The Internal Revenue Code must be read as a comprehensive whole. As one court declared: "All the sections of the Code must be read together to avoid conflict and achieve a harmonious, rational result." Southern National Gas Co. v. United States, 412 F.2d 1222, 1266, 188 Ct.Cl. 302 (1969). And, in reiterating this principle, the court in In re Samoset Associates, 14 B.R. 408, 411 (Bkrtcy.D.Me.1981), in construing Sections 6012 and 641 of the Code, reasoned that the tax liability of a bankrupt corporation can only be determined by reading the applicable section "in pari materia with related sections . . . with a view to achieving a consistent and harmonious construction". Id. (citations omitted). See also Commissioner v. Stickney, 399 F.2d 828, 834 (6th Cir.1968). The court in Samoset then declared that pairing this rule of in pari materia construction with the maxim that "tax legislation is not to be extended by implication beyond the plain purport of the statutory language . . . compels the conclusion that whatever doubt and ambiguity remain . . . must be resolved in favor of the taxpayer." Samoset, 14 B.R. at 411.

Moreover, as the United States Supreme Court has declared: "General language of a statutory provision, although broad enough to include it, will not be held to apply to a matter specifically dealt with in another part of the same enactment." Ginsberg & Sons v. Popkin, 285 U.S. 204, 208, 52 S.Ct. 322, 323, 76 L.Ed. 704 (1932) (citing United States v. Chase, 135 U.S. 255, 260, 10 S.Ct. 756, 757, 34 L.Ed. 117 (1890)). This Court thus may not fairly read the phrase "bankrupt corporation" into the language of Section 6154 where that status has been separately and specifically addressed by Section 6012.

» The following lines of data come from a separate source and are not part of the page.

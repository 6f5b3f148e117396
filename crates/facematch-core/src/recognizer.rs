//! ArcFace face recognizer via ONNX Runtime.
//!
//! Extracts 512-dimensional, L2-normalized embeddings from aligned face
//! crops using the w600k_r50 ArcFace model.

use crate::alignment::{self, ALIGNED_SIZE};
use crate::types::{BoundingBox, Embedding};
use image::RgbImage;
use ndarray::Array4;
use ort::session::Session;
use ort::value::TensorRef;
use std::path::Path;
use thiserror::Error;

const ARCFACE_MEAN: f32 = 127.5;
const ARCFACE_STD: f32 = 127.5; // symmetric, unlike SCRFD's 128.0
const ARCFACE_EMBEDDING_DIM: usize = 512;
pub const ARCFACE_MODEL_VERSION: &str = "w600k_r50";

#[derive(Error, Debug)]
pub enum RecognizerError {
    #[error("recognition model not found: {0} (download w600k_r50.onnx from insightface into the model directory)")]
    ModelNotFound(String),
    #[error("embedding extraction failed: {0}")]
    InferenceFailed(String),
    #[error("face has no landmarks; detector must return landmarks for alignment")]
    NoLandmarks,
    #[error("ort: {0}")]
    Ort(#[from] ort::Error),
}

/// ArcFace-based face recognizer.
pub struct FaceRecognizer {
    session: Session,
}

impl FaceRecognizer {
    /// Load the ArcFace ONNX model from the given path.
    pub fn load(model_path: &Path) -> Result<Self, RecognizerError> {
        if !model_path.exists() {
            return Err(RecognizerError::ModelNotFound(model_path.display().to_string()));
        }

        let session = Session::builder()?
            .with_intra_threads(2)?
            .commit_from_file(model_path)?;

        tracing::info!(
            path = %model_path.display(),
            outputs = ?session.outputs().iter().map(|o| o.name()).collect::<Vec<_>>(),
            "loaded ArcFace model"
        );

        Ok(Self { session })
    }

    /// Extract the embedding of `face` from `image`.
    ///
    /// The face is aligned to the canonical 112x112 crop first, so it must
    /// carry detector landmarks.
    pub fn extract(
        &mut self,
        image: &RgbImage,
        face: &BoundingBox,
    ) -> Result<Embedding, RecognizerError> {
        let landmarks = face.landmarks.as_ref().ok_or(RecognizerError::NoLandmarks)?;

        let aligned = alignment::align_face(image, landmarks);
        let input = preprocess(&aligned);

        let outputs = self
            .session
            .run(ort::inputs![TensorRef::from_array_view(input.view())?])?;

        let (_, raw) = outputs[0]
            .try_extract_tensor::<f32>()
            .map_err(|e| RecognizerError::InferenceFailed(e.to_string()))?;

        if raw.len() != ARCFACE_EMBEDDING_DIM {
            return Err(RecognizerError::InferenceFailed(format!(
                "expected {ARCFACE_EMBEDDING_DIM}-dim embedding, got {}",
                raw.len()
            )));
        }

        Ok(Embedding {
            values: l2_normalize(raw),
            model_version: Some(ARCFACE_MODEL_VERSION.to_string()),
        })
    }
}

/// Normalize a 112x112 RGB crop into a NCHW float tensor.
fn preprocess(aligned: &RgbImage) -> Array4<f32> {
    let size = ALIGNED_SIZE as usize;
    let mut tensor = Array4::<f32>::zeros((1, 3, size, size));

    for (x, y, pixel) in aligned.enumerate_pixels() {
        for c in 0..3 {
            tensor[[0, c, y as usize, x as usize]] = (pixel[c] as f32 - ARCFACE_MEAN) / ARCFACE_STD;
        }
    }

    tensor
}

fn l2_normalize(raw: &[f32]) -> Vec<f32> {
    let norm = raw.iter().map(|x| x * x).sum::<f32>().sqrt();
    if norm > 0.0 {
        raw.iter().map(|x| x / norm).collect()
    } else {
        raw.to_vec()
    }
}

The Board of Tax Appeals implemented these same rules of statutory construction in International-Great Northern Railroad Co. v. Commissioner, 24 B.T.A. 726 (1931). In declaring that the trustee of a bankrupt corporation is not liable for excess profit taxes under the Revenue Act of 1818, the court in Great Northern grappled with the distinction between a corporation and a bankrupt entity. The court, relying upon the United States Supreme Court's decision involving an excess profits tax under the Revenue Act of 1916 in Reinecke v. Gardner, 277 U.S. 239, 48 S.Ct. 472, 72 L.Ed. 866 (1928), found that the income of the trustee of a bankrupt corporation is not that of the underlying corporation. The Court in Great Northern also cited Reinecke's articulation of the proposition that "the extension of a tax by...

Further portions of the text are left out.